Examples of using "녀석들은" in a sentence and their turkish translations:
Yüksek gelgit, resifi aşmalarına yardımcı olur.
Teknelerin sesini duymuşlar.
Diğer türler sadece yanıp söner. Bunlar ise bir dakikaya kadar hiç durmadan parlayabilirler.

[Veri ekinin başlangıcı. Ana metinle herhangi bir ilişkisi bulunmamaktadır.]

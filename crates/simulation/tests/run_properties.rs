//! Whole-run properties: deterministic reruns, the coverage capacity bound,
//! legal idea paths, idempotent evaluation, and checkpoint resume.

use std::collections::{BTreeMap, BTreeSet};
use std::sync::Arc;

use chrono::NaiveDate;
use feed::{SyntheticMarketConfig, SyntheticMarketGenerator};
use lifecycle::{LifecyclePolicy, validate_path};
use parking_lot::Mutex;
use simulation::{
    Checkpoint, HookContext, PopulationEntry, ResearchAction, Simulation, SimulationConfig,
    SimulationHook,
};
use types::{ActionType, AnalystId, IdeaStage};

#[derive(Default)]
struct ActionLog {
    lines: Mutex<Vec<String>>,
    actions: Mutex<Vec<ResearchAction>>,
}

impl SimulationHook for ActionLog {
    fn name(&self) -> &str {
        "ActionLog"
    }

    fn on_actions(&self, actions: Vec<ResearchAction>, _ctx: &HookContext) {
        let mut lines = self.lines.lock();
        for action in &actions {
            lines.push(serde_json::to_string(action).unwrap());
        }
        self.actions.lock().extend(actions);
    }
}

fn date(y: i32, m: u32, d: u32) -> NaiveDate {
    NaiveDate::from_ymd_opt(y, m, d).unwrap()
}

/// Every built-in archetype over a one-year synthetic market.
fn simulation(seed: u64) -> Simulation {
    simulation_with_policy(seed, LifecyclePolicy::default())
}

fn simulation_with_policy(seed: u64, policy: LifecyclePolicy) -> Simulation {
    let (start, end) = (date(2022, 1, 1), date(2022, 12, 31));
    let market = SyntheticMarketGenerator::new(
        SyntheticMarketConfig::default()
            .with_dates(start, end)
            .with_securities(30),
        11,
    )
    .generate()
    .unwrap();
    let population: Vec<PopulationEntry> = archetypes::registry::names()
        .map(|name| PopulationEntry::new(archetypes::registry::shared(name).unwrap(), 3))
        .collect();
    let config = SimulationConfig::new(start, end)
        .with_seed(seed)
        .with_lifecycle(policy);
    Simulation::new(config, market.feed, Arc::new(market.provider), &population).unwrap()
}

fn run_logged(seed: u64) -> (Simulation, Arc<ActionLog>) {
    let mut sim = simulation(seed);
    let log = Arc::new(ActionLog::default());
    sim.add_hook(log.clone());
    sim.run().unwrap();
    (sim, log)
}

#[test]
fn test_identical_inputs_give_identical_action_logs() {
    let (a, log_a) = run_logged(42);
    let (b, log_b) = run_logged(42);

    let lines_a = log_a.lines.lock();
    assert!(!lines_a.is_empty());
    assert_eq!(*lines_a, *log_b.lines.lock());
    assert_eq!(a.action_log_hash(), b.action_log_hash());

    let (c, _) = run_logged(43);
    assert_ne!(a.action_log_hash(), c.action_log_hash());
}

#[test]
fn test_open_ideas_never_exceed_capacity() {
    let (sim, log) = run_logged(7);
    let max_active: BTreeMap<AnalystId, usize> = sim
        .analysts()
        .iter()
        .map(|a| (a.id(), a.archetype().coverage().max_active_coverage()))
        .collect();

    let mut open: BTreeMap<AnalystId, usize> = BTreeMap::new();
    for action in log.actions.lock().iter() {
        let count = open.entry(action.analyst_id).or_insert(0);
        if action.action_type == ActionType::NewIdea {
            *count += 1;
        } else if action.content_payload.stage.is_terminal() {
            *count -= 1;
        }
        assert!(
            *count <= max_active[&action.analyst_id],
            "analyst {} holds {} ideas at {}",
            action.analyst_id.0,
            count,
            action.timestamp
        );
    }

    for analyst in sim.analysts() {
        let max = analyst.archetype().coverage().max_active_coverage();
        assert!(analyst.state().active_ideas() <= max);
    }
}

#[test]
fn test_every_idea_follows_a_legal_path() {
    let (sim, log) = run_logged(7);
    let policy = sim.config().lifecycle;

    let mut ideas = 0;
    for analyst in sim.analysts() {
        let state = analyst.state();
        for idea in state.open_ideas().chain(state.closed_ideas().iter()) {
            validate_path(&idea.path(), &policy).unwrap();
            ideas += 1;
        }
    }
    assert!(ideas > 0);

    // Nothing is emitted for an idea after it closes.
    let mut closed = BTreeSet::new();
    for action in log.actions.lock().iter() {
        assert!(!closed.contains(&action.idea_id));
        if action.content_payload.stage.is_terminal() {
            closed.insert(action.idea_id);
        }
    }
}

fn idea_paths(sim: &Simulation) -> Vec<Vec<IdeaStage>> {
    sim.analysts()
        .iter()
        .flat_map(|a| {
            let state = a.state();
            state
                .open_ideas()
                .chain(state.closed_ideas().iter())
                .map(|i| i.path())
                .collect::<Vec<_>>()
        })
        .collect()
}

fn abandons_active(path: &[IdeaStage]) -> bool {
    path.windows(2)
        .any(|w| w == [IdeaStage::Active, IdeaStage::Pass].as_slice())
}

#[test]
fn test_active_to_pass_follows_lifecycle_policy() {
    let (sim, _) = run_logged(7);
    assert!(!idea_paths(&sim).iter().any(|p| abandons_active(p)));

    let permissive = LifecyclePolicy::default().with_active_to_pass(true);
    let mut sim = simulation_with_policy(7, permissive);
    let log = Arc::new(ActionLog::default());
    sim.add_hook(log.clone());
    sim.run().unwrap();

    let paths = idea_paths(&sim);
    let abandoned: Vec<&Vec<IdeaStage>> = paths.iter().filter(|p| abandons_active(p)).collect();
    assert!(!abandoned.is_empty());
    for path in &paths {
        validate_path(path, &permissive).unwrap();
    }
    for path in abandoned {
        assert!(validate_path(path, &LifecyclePolicy::default()).is_err());
    }
    assert!(log.actions.lock().iter().any(|a| {
        a.action_type == ActionType::Pass
            && a.content_payload.from_stage == Some(IdeaStage::Active)
    }));
}

#[test]
fn test_each_forecast_is_evaluated_once() {
    let (sim, _) = run_logged(7);
    let records = sim.scheduler().records();
    assert!(!records.is_empty());

    let keys: BTreeSet<_> = records
        .iter()
        .map(|r| (r.action_id, r.horizon_days))
        .collect();
    assert_eq!(keys.len(), records.len());
    for r in records {
        assert!(r.evaluated_at >= r.issued_at);
        assert!(sim.scheduler().is_evaluated(r.action_id, r.horizon_days));
    }

    let evaluated: u64 = sim
        .analysts()
        .iter()
        .map(|a| a.state().performance().evaluations())
        .sum();
    assert_eq!(evaluated, records.len() as u64);
}

#[test]
fn test_resume_from_checkpoint_file() {
    let dir = tempfile::tempdir().unwrap();
    let path = dir.path().join("run.checkpoint.json");

    let mut first = simulation(42);
    for _ in 0..40 {
        first.step().unwrap();
    }
    first.checkpoint().save(&path).unwrap();
    let expected = first.run().unwrap();

    let mut resumed = simulation(42);
    resumed.resume(&Checkpoint::load(&path).unwrap()).unwrap();
    let log = Arc::new(ActionLog::default());
    resumed.add_hook(log.clone());
    let summary = resumed.run().unwrap();

    assert_eq!(summary, expected);
    assert_eq!(
        log.actions.lock().len() as u64,
        expected.total_actions - Checkpoint::load(&path).unwrap().actions_emitted
    );
}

...bunlar hâlâ ortalıkta geziniyor.
Işığa duyarlılık uğruna renkli görmeyi feda etmişlerdir.
Vahşi doğmuş, acımasız hayvanlar fakat güzel ve müstesna yırtıcılar.
Şöyle ki bu ufaklıklar istediklerinde çok hızlı olabiliyorlar.
Buraya ulaşmak için her yıl binlerce kilometre katediyorlar.
Biyolüminansı çok net görebilirler.
Ama kafaları karışmış ve sürüden ayrı düşmüş olduklarından kolay av oluyorlar.
Işıklarını kapatıyorlar. Rakiplerden biraz mahremiyet sağlıyor bu.
Körfezin ucundaki balıklara erişmek için... ...derin bir kanal geçmeleri gerek.
Küçükler susamaya başladı. Yenidoğan bitap düşmüş durumda.